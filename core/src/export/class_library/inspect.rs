//! Read back the enum types declared in a class library written by
//! [`super::export_class_library`].

use std::collections::HashMap;

use enumgen_buffer::ByteBuffer;
use serde::Serialize;

use super::{
    format_guid,
    metadata::{
        coded_index, IndexSizes, ELEMENT_TYPE_VALUETYPE, FIELD_RT_SPECIAL_NAME, HAS_CONSTANT_FIELD,
        METADATA_SIGNATURE, SIG_FIELD, TABLE_ASSEMBLY, TABLE_CONSTANT,
        TABLE_FIELD, TABLE_MODULE, TABLE_TYPE_DEF, TABLE_TYPE_REF, TYPE_DEF_OR_REF_TYPE_REF,
    },
    pe::{CLI_DIRECTORY, PE32_MAGIC},
};
use crate::{error::EnumError, storage::StorageType};

#[derive(Debug, Clone, PartialEq, Eq, Serialize)]
pub struct AssemblyDescription {
    pub assembly_name: String,
    pub module_name:   String,
    pub mvid:          String,
    pub types:         Vec<TypeDescription>,
}

#[derive(Debug, Clone, PartialEq, Eq, Serialize)]
pub struct TypeDescription {
    #[serde(skip_serializing_if = "Option::is_none")]
    pub namespace: Option<String>,
    pub name:      String,
    pub storage:   StorageType,
    pub constants: Vec<ConstantDescription>,
}

impl TypeDescription {
    pub fn full_name(&self) -> String {
        match &self.namespace {
            Some(namespace) => format!("{}.{}", namespace, self.name),
            None => self.name.clone(),
        }
    }
}

#[derive(Debug, Clone, PartialEq, Eq, Serialize)]
pub struct ConstantDescription {
    pub name:  String,
    pub value: i64,
}

fn decode_error(what: &str) -> impl Fn(()) -> EnumError + '_ {
    move |_| EnumError::DecodeError(what.to_string())
}

struct Section {
    virtual_address: u32,
    virtual_size:    u32,
    raw_size:        u32,
    raw_pointer:     u32,
}

fn rva_to_offset(sections: &[Section], rva: u32) -> Result<usize, EnumError> {
    sections
        .iter()
        .find(|s| rva >= s.virtual_address && rva - s.virtual_address < s.virtual_size.max(s.raw_size))
        .ok_or_else(|| EnumError::DecodeError(format!("address 0x{:x} is outside every section", rva)))
        .and_then(|s| {
            s.raw_pointer
                .checked_add(rva - s.virtual_address)
                .map(|offset| offset as usize)
                .ok_or_else(|| EnumError::DecodeError(format!("address 0x{:x} maps past the end of the file", rva)))
        })
}

/// Locate the metadata root of a PE image.
fn metadata_slice(image: &[u8]) -> Result<&[u8], EnumError> {
    let mut bb = ByteBuffer::new(image);
    if bb.read_bytes(2).map_err(decode_error("truncated DOS header"))? != b"MZ" {
        return Err(EnumError::DecodeError("missing MZ signature".to_string()));
    }
    bb.seek(0x3C).map_err(decode_error("truncated DOS header"))?;
    let pe_offset = bb.read_u32().map_err(decode_error("truncated DOS header"))? as usize;
    bb.seek(pe_offset).map_err(decode_error("invalid PE header offset"))?;
    if bb.read_bytes(4).map_err(decode_error("truncated PE signature"))? != b"PE\0\0" {
        return Err(EnumError::DecodeError("missing PE signature".to_string()));
    }

    bb.read_u16().map_err(decode_error("truncated COFF header"))?;
    let section_count = bb.read_u16().map_err(decode_error("truncated COFF header"))?;
    bb.read_bytes(12).map_err(decode_error("truncated COFF header"))?;
    let optional_size = bb.read_u16().map_err(decode_error("truncated COFF header"))? as usize;
    bb.read_u16().map_err(decode_error("truncated COFF header"))?;

    let optional_start = bb.index();
    if bb.read_u16().map_err(decode_error("truncated optional header"))? != PE32_MAGIC {
        return Err(EnumError::DecodeError("not a PE32 image".to_string()));
    }
    bb.seek(optional_start + 96 + CLI_DIRECTORY * 8)
        .map_err(decode_error("truncated data directories"))?;
    let cli_rva = bb.read_u32().map_err(decode_error("truncated data directories"))?;
    if cli_rva == 0 {
        return Err(EnumError::DecodeError("image has no CLI header".to_string()));
    }

    bb.seek(optional_start + optional_size).map_err(decode_error("truncated section table"))?;
    let mut sections = Vec::with_capacity(section_count as usize);
    for _ in 0..section_count {
        bb.read_bytes(8).map_err(decode_error("truncated section header"))?;
        let virtual_size = bb.read_u32().map_err(decode_error("truncated section header"))?;
        let virtual_address = bb.read_u32().map_err(decode_error("truncated section header"))?;
        let raw_size = bb.read_u32().map_err(decode_error("truncated section header"))?;
        let raw_pointer = bb.read_u32().map_err(decode_error("truncated section header"))?;
        bb.read_bytes(16).map_err(decode_error("truncated section header"))?;
        sections.push(Section {
            virtual_address,
            virtual_size,
            raw_size,
            raw_pointer,
        });
    }

    bb.seek(rva_to_offset(&sections, cli_rva)?).map_err(decode_error("truncated CLI header"))?;
    bb.read_bytes(8).map_err(decode_error("truncated CLI header"))?;
    let metadata_rva = bb.read_u32().map_err(decode_error("truncated CLI header"))?;
    let metadata_size = bb.read_u32().map_err(decode_error("truncated CLI header"))? as usize;

    bb.seek(rva_to_offset(&sections, metadata_rva)?).map_err(decode_error("truncated metadata"))?;
    bb.read_bytes(metadata_size).map_err(decode_error("truncated metadata"))
}

fn read_streams(metadata: &[u8]) -> Result<HashMap<String, &[u8]>, EnumError> {
    let mut bb = ByteBuffer::new(metadata);
    if bb.read_u32().map_err(decode_error("truncated metadata root"))? != METADATA_SIGNATURE {
        return Err(EnumError::DecodeError("invalid metadata signature".to_string()));
    }
    bb.read_bytes(8).map_err(decode_error("truncated metadata root"))?;
    let version_len = bb.read_u32().map_err(decode_error("truncated metadata root"))? as usize;
    bb.read_bytes(version_len).map_err(decode_error("truncated metadata version"))?;
    bb.read_u16().map_err(decode_error("truncated metadata root"))?;
    let stream_count = bb.read_u16().map_err(decode_error("truncated metadata root"))?;

    let mut streams = HashMap::new();
    for _ in 0..stream_count {
        let offset = bb.read_u32().map_err(decode_error("truncated stream header"))? as usize;
        let size = bb.read_u32().map_err(decode_error("truncated stream header"))? as usize;
        let name = bb.read_string().map_err(decode_error("truncated stream name"))?.into_owned();
        let aligned = (bb.index() + 3) & !3;
        bb.seek(aligned).map_err(decode_error("truncated stream header"))?;

        let data = offset
            .checked_add(size)
            .and_then(|end| metadata.get(offset..end))
            .ok_or_else(|| EnumError::DecodeError(format!("stream {} is out of bounds", name)))?;
        streams.insert(name, data);
    }
    Ok(streams)
}

struct Heaps<'a> {
    strings: &'a [u8],
    guids:   &'a [u8],
    blobs:   &'a [u8],
}

impl<'a> Heaps<'a> {
    fn string(&self, index: u32) -> Result<String, EnumError> {
        let mut bb = ByteBuffer::new(self.strings);
        bb.seek(index as usize).map_err(decode_error("string index out of bounds"))?;
        Ok(bb.read_string().map_err(decode_error("unterminated string"))?.into_owned())
    }

    fn guid(&self, index: u32) -> Result<[u8; 16], EnumError> {
        let start = (index as usize)
            .checked_sub(1)
            .ok_or_else(|| EnumError::DecodeError("null guid index".to_string()))?
            * 16;
        let mut guid = [0u8; 16];
        let bytes = self
            .guids
            .get(start..start + 16)
            .ok_or_else(|| EnumError::DecodeError(format!("guid index {} out of bounds", index)))?;
        guid.copy_from_slice(bytes);
        Ok(guid)
    }

    fn blob(&self, index: u32) -> Result<&'a [u8], EnumError> {
        let mut bb = ByteBuffer::new(self.blobs);
        bb.seek(index as usize).map_err(decode_error("blob index out of bounds"))?;
        let len = bb.read_compressed_uint().map_err(decode_error("invalid blob length"))?;
        bb.read_bytes(len as usize).map_err(decode_error("truncated blob"))
    }
}

fn read_index(bb: &mut ByteBuffer, wide: bool) -> Result<u32, EnumError> {
    if wide {
        bb.read_u32().map_err(decode_error("truncated table row"))
    } else {
        bb.read_u16().map(u32::from).map_err(decode_error("truncated table row"))
    }
}

struct TypeDefRow {
    name:       u32,
    namespace:  u32,
    extends:    u32,
    field_list: u32,
}

struct FieldRow {
    flags:     u16,
    name:      u32,
    signature: u32,
}

struct Tables {
    module_name:   u32,
    mvid:          u32,
    type_refs:     Vec<(u32, u32)>,
    type_defs:     Vec<TypeDefRow>,
    fields:        Vec<FieldRow>,
    constants:     HashMap<u32, (u8, u32)>,
    assembly_name: Option<u32>,
}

# Task objective:
Looking at the records above, work out how many lines include the word "invalid", then give that number by itself.

# Finished task:
3